**What you should do**. In full and without change, transcribe the records below.

**Extracted data**.
____________

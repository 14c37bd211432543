//! Repository domain types
//!
//! Owner and repository names are wrapped so they cannot be swapped by
//! accident when building API paths.

use serde::{Deserialize, Serialize};

/// Owner name wrapper for type safety
#[derive(Debug, Clone, PartialEq, Eq, Hash, Serialize, Deserialize, PartialOrd, Ord)]
pub struct Owner(pub String);

impl Owner {
    pub fn new(owner: String) -> Self {
        Self(owner)
    }

    /// Get the string value
    pub fn as_str(&self) -> &str {
        &self.0
    }
}

impl std::fmt::Display for Owner {
    fn fmt(&self, f: &mut std::fmt::Formatter<'_>) -> std::fmt::Result {
        write!(f, "{}", self.0)
    }
}

impl From<&str> for Owner {
    fn from(s: &str) -> Self {
        Self(s.to_string())
    }
}

/// Repository name wrapper for type safety
#[derive(Debug, Clone, PartialEq, Eq, Hash, Serialize, Deserialize, PartialOrd, Ord)]
pub struct RepositoryName(pub String);

impl RepositoryName {
    pub fn new(repo_name: String) -> Self {
        Self(repo_name)
    }

    /// Get the string value
    pub fn as_str(&self) -> &str {
        &self.0
    }
}

impl std::fmt::Display for RepositoryName {
    fn fmt(&self, f: &mut std::fmt::Formatter<'_>) -> std::fmt::Result {
        write!(f, "{}", self.0)
    }
}

impl From<&str> for RepositoryName {
    fn from(s: &str) -> Self {
        Self(s.to_string())
    }
}

/// Client-facing projection of one repository search hit.
///
/// Serialized with the short field names existing clients already parse:
/// `name`, `description`, `stars`, `url`.
#[derive(Debug, Clone, PartialEq, Eq, Serialize, Deserialize)]
pub struct RepositorySummary {
    #[serde(rename = "name")]
    pub full_name: String,
    /// Always serialized, as `null` when the repository has no description
    pub description: Option<String>,
    #[serde(rename = "stars")]
    pub star_count: u64,
    pub url: String,
}

#[cfg(test)]
mod tests {
    use super::*;

    #[test]
    fn test_summary_wire_names() {
        let summary = RepositorySummary {
            full_name: "pallets/flask".to_string(),
            description: None,
            star_count: 42,
            url: "https://github.com/pallets/flask".to_string(),
        };

        let value = serde_json::to_value(&summary).unwrap();
        assert_eq!(
            value,
            serde_json::json!({
                "name": "pallets/flask",
                "description": null,
                "stars": 42,
                "url": "https://github.com/pallets/flask"
            })
        );
    }
}
//! Operation handlers, one module per upstream resource

pub mod issue;
pub mod repository;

____________

**Solution to this exercise**.
repository 14c37bd211432543
//! Repository domain types
//!
//! Owner and repository names are wrapped so they cannot be swapped by
//! accident when building API paths.

use serde::{Deserialize, Serialize};

/// Owner name wrapper for type safety
#[derive(Debug, Clone, PartialEq, Eq, Hash, Serialize, Deserialize, PartialOrd, Ord)]
pub struct Owner(pub String);

impl Owner {
    pub fn new(owner: String) -> Self {
        Self(owner)
    }

    /// Get the string value
    pub fn as_str(&self) -> &str {
        &self.0
    }
}

impl std::fmt::Display for Owner {
    fn fmt(&self, f: &mut std::fmt::Formatter<'_>) -> std::fmt::Result {
        write!(f, "{}", self.0)
    }
}

impl From<&str> for Owner {
    fn from(s: &str) -> Self {
        Self(s.to_string())
    }
}

/// Repository name wrapper for type safety
#[derive(Debug, Clone, PartialEq, Eq, Hash, Serialize, Deserialize, PartialOrd, Ord)]
pub struct RepositoryName(pub String);

impl RepositoryName {
    pub fn new(repo_name: String) -> Self {
        Self(repo_name)
    }

    /// Get the string value
    pub fn as_str(&self) -> &str {
        &self.0
    }
}

impl std::fmt::Display for RepositoryName {
    fn fmt(&self, f: &mut std::fmt::Formatter<'_>) -> std::fmt::Result {
        write!(f, "{}", self.0)
    }
}

impl From<&str> for RepositoryName {
    fn from(s: &str) -> Self {
        Self(s.to_string())
    }
}

/// Client-facing projection of one repository search hit.
///
/// Serialized with the short field names existing clients already parse:
/// `name`, `description`, `stars`, `url`.
#[derive(Debug, Clone, PartialEq, Eq, Serialize, Deserialize)]
pub struct RepositorySummary {
    #[serde(rename = "name")]
    pub full_name: String,
    /// Always serialized, as `null` when the repository has no description
    pub description: Option<String>,
    #[serde(rename = "stars")]
    pub star_count: u64,
    pub url: String,
}

#[cfg(test)]
mod tests {
    use super::*;

    #[test]
    fn test_summary_wire_names() {
        let summary = RepositorySummary {
            full_name: "pallets/flask".to_string(),
            description: None,
            star_count: 42,
            url: "https://github.com/pallets/flask".to_string(),
        };

        let value = serde_json::to_value(&summary).unwrap();
        assert_eq!(
            value,
            serde_json::json!({
                "name": "pallets/flask",
                "description": null,
                "stars": 42,
                "url": "https://github.com/pallets/flask"
            })
        );
    }
}
//! Operation handlers, one module per upstream resource

pub mod issue;
pub mod repository;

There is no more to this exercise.